**** DATA

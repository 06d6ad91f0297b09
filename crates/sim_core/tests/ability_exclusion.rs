//! Cross-cancellation: at most one ability is ever active, and every
//! external cancel leaves a resolvable state.

use data_runtime::configs::abilities::AbilitiesCfg;
use data_runtime::configs::movement::MovementCfg;
use glam::{Vec2, Vec3};
use sim_core::collision::{Aabb, StaticWorld};
use sim_core::step::SimCfg;
use sim_core::{Abilities, AbilityKind, InputSample, Pawn, Phase, simulate};

fn arena() -> StaticWorld {
    StaticWorld::flat()
        // Overhead beam for swing/grapple anchors.
        .with_box(Aabb::new(
            Vec3::new(-3.0, 25.0, -3.0),
            Vec3::new(3.0, 26.0, 3.0),
        ))
}

fn cfgs() -> (MovementCfg, AbilitiesCfg) {
    (MovementCfg::default(), AbilitiesCfg::default())
}

fn active_count(ab: &Abilities) -> usize {
    ab.phases().iter().filter(|p| **p == Phase::Active).count()
}

#[test]
fn dash_during_swing_leaves_exactly_one_active() {
    let (mv, abc) = cfgs();
    let cfg = SimCfg {
        movement: &mv,
        abilities: &abc,
    };
    let world = arena();
    let mut pawn = Pawn::new(Vec3::new(0.0, 12.0, 0.0));
    let mut ab = Abilities::default();
    let swing_input = InputSample {
        look: Vec3::Y,
        swing: true,
        ..Default::default()
    };
    simulate(&mut pawn, &mut ab, &swing_input, &cfg, &world, 1.0 / 60.0);
    assert_eq!(ab.active_kind(), Some(AbilityKind::Swing));

    let dash_input = InputSample {
        look: Vec3::Y,
        swing: true,
        dash: true,
        mov: Vec2::new(0.0, 1.0),
        ..Default::default()
    };
    simulate(&mut pawn, &mut ab, &dash_input, &cfg, &world, 1.0 / 60.0);
    assert_eq!(active_count(&ab), 1, "never two active abilities");
    assert_eq!(ab.active_kind(), Some(AbilityKind::Dash));
}

#[test]
fn swing_start_cancels_active_grapple() {
    let (mv, abc) = cfgs();
    let cfg = SimCfg {
        movement: &mv,
        abilities: &abc,
    };
    let world = arena();
    let mut pawn = Pawn::new(Vec3::new(0.0, 12.0, 0.0));
    let mut ab = Abilities::default();
    let grapple_input = InputSample {
        look: Vec3::Y,
        grapple: true,
        ..Default::default()
    };
    simulate(&mut pawn, &mut ab, &grapple_input, &cfg, &world, 1.0 / 60.0);
    assert_eq!(ab.active_kind(), Some(AbilityKind::Grapple));

    let swing_input = InputSample {
        look: Vec3::Y,
        swing: true,
        ..Default::default()
    };
    simulate(&mut pawn, &mut ab, &swing_input, &cfg, &world, 1.0 / 60.0);
    assert_eq!(ab.active_kind(), Some(AbilityKind::Swing));
    assert_eq!(ab.grapple.phase, Phase::Cooldown, "pull exits via cooldown");
}

#[test]
fn grapple_is_refused_while_swinging() {
    let (mv, abc) = cfgs();
    let cfg = SimCfg {
        movement: &mv,
        abilities: &abc,
    };
    let world = arena();
    let mut pawn = Pawn::new(Vec3::new(0.0, 12.0, 0.0));
    let mut ab = Abilities::default();
    let swing_input = InputSample {
        look: Vec3::Y,
        swing: true,
        ..Default::default()
    };
    simulate(&mut pawn, &mut ab, &swing_input, &cfg, &world, 1.0 / 60.0);
    assert_eq!(ab.active_kind(), Some(AbilityKind::Swing));

    let both = InputSample {
        look: Vec3::Y,
        swing: true,
        grapple: true,
        ..Default::default()
    };
    simulate(&mut pawn, &mut ab, &both, &cfg, &world, 1.0 / 60.0);
    assert_eq!(ab.active_kind(), Some(AbilityKind::Swing));
    assert_eq!(ab.grapple.phase, Phase::Idle, "grapple trigger is a no-op");
}

#[test]
fn external_cancel_resolves_everything_to_idle_or_cooldown() {
    let (mv, abc) = cfgs();
    let cfg = SimCfg {
        movement: &mv,
        abilities: &abc,
    };
    let world = arena();
    let mut pawn = Pawn::new(Vec3::new(0.0, 12.0, 0.0));
    let mut ab = Abilities::default();
    let swing_input = InputSample {
        look: Vec3::Y,
        swing: true,
        ..Default::default()
    };
    simulate(&mut pawn, &mut ab, &swing_input, &cfg, &world, 1.0 / 60.0);
    ab.cancel_active(&abc, &mut pawn);
    assert_eq!(ab.active_kind(), None);
    for p in ab.phases() {
        assert_ne!(p, Phase::Active);
    }
}
//! Config loaders resolving JSON under the workspace `data/` directory.

use crate::configs::abilities::AbilitiesCfg;
use crate::configs::combat::CombatCfg;
use crate::configs::game_mode::GameModes;
use crate::configs::movement::MovementCfg;
use anyhow::{Context, Result};
use std::fs;
use std::path::{Path, PathBuf};

fn data_root() -> PathBuf {
    // Prefer the top-level workspace `data/` so tests and tools can run from any crate.
    let here = Path::new(env!("CARGO_MANIFEST_DIR"));
    let ws = here.join("../../data");
    if ws.is_dir() { ws } else { here.join("data") }
}

/// Read a raw JSON file under `data/` and return its string.
pub fn read_json(rel: impl AsRef<Path>) -> Result<String> {
    let path = data_root().join(rel);
    let s = fs::read_to_string(&path).with_context(|| format!("read data: {}", path.display()))?;
    Ok(s)
}

pub fn load_movement() -> Result<MovementCfg> {
    let txt = read_json("config/movement.json")?;
    serde_json::from_str(&txt).context("parse movement json")
}

pub fn load_abilities() -> Result<AbilitiesCfg> {
    let txt = read_json("config/abilities.json")?;
    serde_json::from_str(&txt).context("parse abilities json")
}

pub fn load_combat() -> Result<CombatCfg> {
    let txt = read_json("config/combat.json")?;
    serde_json::from_str(&txt).context("parse combat json")
}

pub fn load_game_modes() -> Result<GameModes> {
    let txt = read_json("config/game_modes.json")?;
    serde_json::from_str(&txt).context("parse game modes json")
}

#[cfg(test)]
mod tests {
    use super::*;

    #[test]
    fn shipped_configs_parse_and_match_defaults() {
        let mv = load_movement().expect("movement config");
        assert!((mv.walk_speed - MovementCfg::default().walk_speed).abs() < f32::EPSILON);
        let ab = load_abilities().expect("abilities config");
        assert!(ab.dash.duration > 0.0 && ab.grapple.range > 0.0);
        let cb = load_combat().expect("combat config");
        assert!((cb.max_health - 100.0).abs() < f32::EPSILON);
        let modes = load_game_modes().expect("game modes config");
        assert!(modes.get("tag").expect("tag mode").tag_mode);
        assert!(!modes.get("deathmatch").expect("dm mode").tag_mode);
    }
}
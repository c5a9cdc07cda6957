//! Configuration resolution and path discovery.
//!
//! Resolution order: CLI argument → environment variables → XDG paths → built-in demo.

use std::path::{Path, PathBuf};

use crate::experiment::ExperimentConfig;
use crate::validate::{validate_config, ValidationResult};

/// Where the experiment configuration came from.
#[derive(Debug, Clone, Default, PartialEq, Eq)]
pub enum ConfigSource {
    /// Explicitly provided via CLI argument.
    CliArgument,

    /// Set via environment variable.
    Environment,

    /// Found in XDG config directory.
    XdgConfig,

    /// Using the built-in demo experiment.
    #[default]
    BuiltinDefault,
}

impl std::fmt::Display for ConfigSource {
    fn fmt(&self, f: &mut std::fmt::Formatter<'_>) -> std::fmt::Result {
        match self {
            ConfigSource::CliArgument => write!(f, "CLI argument"),
            ConfigSource::Environment => write!(f, "environment variable"),
            ConfigSource::XdgConfig => write!(f, "XDG config"),
            ConfigSource::BuiltinDefault => write!(f, "builtin default"),
        }
    }
}

/// Resolved experiment file path plus its source.
#[derive(Debug, Clone, Default)]
pub struct ResolvedConfig {
    /// Path to the experiment file (None means built-in demo).
    pub path: Option<PathBuf>,
    pub source: ConfigSource,
}

/// Environment variable names.
pub const ENV_CONFIG_PATH: &str = "TESTBANDIT_CONFIG";
pub const ENV_CONFIG_DIR: &str = "TESTBANDIT_CONFIG_DIR";

/// Standard config file names, in lookup order.
const CONFIG_FILENAMES: [&str; 2] = ["experiment.toml", "experiment.json"];

/// Application name for XDG directories.
const APP_NAME: &str = "testbandit";

/// Resolve the experiment file path.
///
/// Resolution order:
/// 1. Explicit CLI path (returned even if missing so loading reports it)
/// 2. `TESTBANDIT_CONFIG` (direct path)
/// 3. `TESTBANDIT_CONFIG_DIR` + standard filename
/// 4. XDG config directory (~/.config/testbandit/)
/// 5. Built-in demo (None)
pub fn resolve_config_path(cli_path: Option<&Path>) -> ResolvedConfig {
    if let Some(path) = cli_path {
        return ResolvedConfig {
            path: Some(path.to_path_buf()),
            source: ConfigSource::CliArgument,
        };
    }

    if let Ok(env_path) = std::env::var(ENV_CONFIG_PATH) {
        let path = PathBuf::from(env_path);
        if path.exists() {
            return ResolvedConfig {
                path: Some(path),
                source: ConfigSource::Environment,
            };
        }
    }

    if let Ok(config_dir) = std::env::var(ENV_CONFIG_DIR) {
        if let Some(path) = find_in_dir(Path::new(&config_dir)) {
            return ResolvedConfig {
                path: Some(path),
                source: ConfigSource::Environment,
            };
        }
    }

    if let Some(dir) = xdg_config_dir() {
        if let Some(path) = find_in_dir(&dir) {
            return ResolvedConfig {
                path: Some(path),
                source: ConfigSource::XdgConfig,
            };
        }
    }

    ResolvedConfig::default()
}

fn find_in_dir(dir: &Path) -> Option<PathBuf> {
    CONFIG_FILENAMES
        .iter()
        .map(|name| dir.join(name))
        .find(|path| path.exists())
}

/// Get the XDG config directory for testbandit.
pub fn xdg_config_dir() -> Option<PathBuf> {
    dirs::config_dir().map(|d| d.join(APP_NAME))
}

/// Resolve, load, and validate the experiment configuration.
pub fn load_config(cli_path: Option<&Path>) -> ValidationResult<(ExperimentConfig, ConfigSource)> {
    let resolved = resolve_config_path(cli_path);
    let config = match &resolved.path {
        Some(path) => ExperimentConfig::from_file(path)?,
        None => ExperimentConfig::builtin_demo(),
    };
    validate_config(&config)?;
    Ok((config, resolved.source))
}

#[cfg(test)]
mod tests {
    use super::*;

    #[test]
    fn test_config_source_display() {
        assert_eq!(format!("{}", ConfigSource::CliArgument), "CLI argument");
        assert_eq!(
            format!("{}", ConfigSource::Environment),
            "environment variable"
        );
        assert_eq!(format!("{}", ConfigSource::XdgConfig), "XDG config");
        assert_eq!(
            format!("{}", ConfigSource::BuiltinDefault),
            "builtin default"
        );
    }

    #[test]
    fn test_cli_path_wins_even_if_missing() {
        let resolved = resolve_config_path(Some(Path::new("/nonexistent/experiment.json")));
        assert_eq!(resolved.source, ConfigSource::CliArgument);
        assert_eq!(
            resolved.path,
            Some(PathBuf::from("/nonexistent/experiment.json"))
        );
    }

    #[test]
    fn test_missing_cli_path_fails_to_load() {
        let err = load_config(Some(Path::new("/nonexistent/experiment.json"))).unwrap_err();
        assert_eq!(err.code(), 60);
    }

    #[test]
    fn test_xdg_config_dir() {
        if let Some(path) = xdg_config_dir() {
            assert!(path.ends_with(APP_NAME));
        }
    }
}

********

== WORK TO BE COMPLETED ==
Filter the records for the word "directory" and show every line that has it.

== ANSWER TO THE PROBLEM ==
//! Config loaders resolving JSON under the workspace `data/` directory.
    /// Found in XDG config directory.
/// 4. XDG config directory (~/.config/testbandit/)
/// Get the XDG config directory for testbandit.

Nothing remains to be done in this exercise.